Десятилетним мальчиком, стыдясь и мучаясь, я все-таки стащил у товарища из коллекции самую красивую монету. Я ее помню. Большую, серебряную, полновесную, с готическим орлом, держащим в когтях свастику. Это был тот же случай, что и с финкой. Мне было физически приятно ощущать отрешенную тяжесть этой монеты, ее холодящее скользкое тело, затаившее в себе кровавую тайну Третьего рейха. И когда она легла на мою ладонь, я уже понял, что с ней не расстанусь, что она отныне будет моей.
Мальчиков, смотревших коллекцию, было много. Хозяин монеты тоже не сразу обнаружил пропажу. Поэтому все было чисто, никто мое воровство доказать не мог. В конце концов, монета могла и выскочить, закатиться куда-нибудь, исчезнуть сама по себе... Так она самым непостижимым образом исчезла вскоре и у меня. Но - странное дело - раскаяние за воровство было хотя и сильным, но гораздо менее эмоциональным, чем жгучая, непомерная обида за пропавшую монету.

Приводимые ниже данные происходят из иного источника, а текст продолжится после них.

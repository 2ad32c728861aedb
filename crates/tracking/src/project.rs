use chrono::{DateTime, Utc};
use serde::{Deserialize, Serialize};

use forgetrack_core::{DomainError, Entity, OrganizationId, ProjectId, Timestamps, WorkflowId};

/// A project; governs its tickets through `workflow_id`.
///
/// # Invariants
/// - The workflow belongs to the same organization as the project.
/// - Archival is a soft delete: `archived_at` is set once and the row stays.
#[derive(Debug, Clone, PartialEq, Eq, Serialize, Deserialize)]
pub struct Project {
    pub id: ProjectId,
    pub organization_id: OrganizationId,
    pub name: String,
    pub workflow_id: WorkflowId,
    pub archived_at: Option<DateTime<Utc>>,
    pub timestamps: Timestamps,
}

impl Project {
    pub fn from_parts(new: NewProject, timestamps: Timestamps) -> Self {
        Self {
            id: new.id,
            organization_id: new.organization_id,
            name: new.name,
            workflow_id: new.workflow_id,
            archived_at: None,
            timestamps,
        }
    }

    pub fn is_archived(&self) -> bool {
        self.archived_at.is_some()
    }

    pub fn ensure_active(&self) -> Result<(), DomainError> {
        if self.is_archived() {
            return Err(DomainError::validation("project is archived"));
        }
        Ok(())
    }
}

impl Entity for Project {
    type Id = ProjectId;

    fn id(&self) -> &Self::Id {
        &self.id
    }
}

#[derive(Debug, Clone, PartialEq, Eq)]
pub struct NewProject {
    pub id: ProjectId,
    pub organization_id: OrganizationId,
    pub name: String,
    pub workflow_id: WorkflowId,
}

impl NewProject {
    pub fn new(
        organization_id: OrganizationId,
        name: &str,
        workflow_id: WorkflowId,
    ) -> Result<Self, DomainError> {
        let name = name.trim();
        if name.is_empty() {
            return Err(DomainError::validation("project name cannot be empty"));
        }
        Ok(Self {
            id: ProjectId::new(),
            organization_id,
            name: name.to_string(),
            workflow_id,
        })
    }
}
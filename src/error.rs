// SPDX-License-Identifier: MIT

//! Error types for Platescan

use thiserror::Error;

/// Result type alias for Platescan operations
pub type Result<T> = std::result::Result<T, PlatescanError>;

/// Platescan error types
#[derive(Error, Debug)]
pub enum PlatescanError {
    #[error("Configuration error: {0}")]
    Config(String),

    #[error("File system error: {0}")]
    FileSystem(#[from] std::io::Error),

    #[error("API error: {0}")]
    Api(#[from] reqwest::Error),

    #[error("JSON error: {0}")]
    Json(#[from] serde_json::Error),

    #[error("Image error: {0}")]
    Image(#[from] image::ImageError),

    #[error("Unsupported image format: {0}")]
    UnsupportedFormat(String),

    #[error("Recognition service unavailable: {0}")]
    ServiceUnavailable(String),

    #[error("Malformed recognition response: {0}")]
    InvalidResponse(String),

    #[error("No image staged for analysis")]
    NoStagedImage,

    #[error("An analysis is already in progress")]
    AnalysisInFlight,
}
// SPDX-License-Identifier: MIT

//! Platescan: AI Factory Inventory
//!
//! Builds a structured equipment inventory from photos. Each uploaded image is
//! sent to a multimodal Gemini model which identifies the equipment, reads any
//! data-plate text via OCR, and returns a fixed five-field record that becomes
//! an inventory card.

pub mod config;
pub mod encoder;
pub mod error;
pub mod gemini;
pub mod inventory;
pub mod web;

pub use config::AppConfig;
pub use error::{PlatescanError, Result};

И гетры я тоже украл. Линялые футбольные гетры, когда-то темно-синие с белой полоской, которые во время своего вратарства хранил под матрацем, а в день отъезда из лагеря любовно переложил поглубже в свой чемодан. Но, как назло, обнаружилось, что кто-то спер электромоторчики из авиамодельного кружка. И начался шмон вожатых по нашим выставленным на веранде вещам.
Мне надо было во что бы то ни стало спасти свою репутацию, спасти гетры, выкрасть их вторично, однако на веранду уже никого не допускали, и это был крах. Крах и страх. Как я появлюсь дома с уничижающей кличкой вора?
Потрясенный, я бродил в лесу, петляя вокруг туалета и давая кому-то пылкие клятвы никогда больше не брать чужого. И этот кто-то, вероятно, услышал меня и сжалился надо мной. Мои гетры просто не заметили в чемодане - ведь искали-то электромоторчики!
И все поехало снова-сначала...
В отрочестве - бензиновая швейцарская зажигалка, шариковая ручка с прозрачным аквариумом в верхней ее части, где плавали две девицы в ярких купальниках. Фокус заключался в том, что когда ручку переворачиваешь, девицы оказывались голенькими, без купальников.
В юности - нужные до зарезу книги, которые нигде не купить и не достать, которые я "зачитывал" без зазрения совести из библиотек и у приятелей, полагая, что мне они гораздо нужнее. У меня их тоже "зачитывали", нередко принося мне тем самым тягостные страдания.
А потом - всякая белиберда с разных мест работы, мелочевка, которая не считается, если не считать, конечно, самого факта кражи.
Еще, слава богу, я никогда не был карманником, гнусным воришкой, залезающим в чужие сумочки и пальто.
Но самое невероятное, как я обнаружил, - даже в юный стишок заползла у меня эта пагубная страстишка. А у тебя голубые глаза, удивленные и отчаянные. Ты знаешь, я их нечаянно взял и с собою унес случайно...
Вот так - взял и унес!.. Хотя не так уж все и страшно, если посмотреть дальше. А может быть, ты подарила тогда мне их в предрассветный час? Ведь мне еще никто никогда не дарил своих глаз...
У Наташки действительно были совсем голубые глаза. Она объявилась на звенигородской турбазе в синем платье в белый горошек, со светлой косынкой на шее. У нее уже был ухажер, приезжавший к ней из Москвы, но она почему-то выбрала именно меня.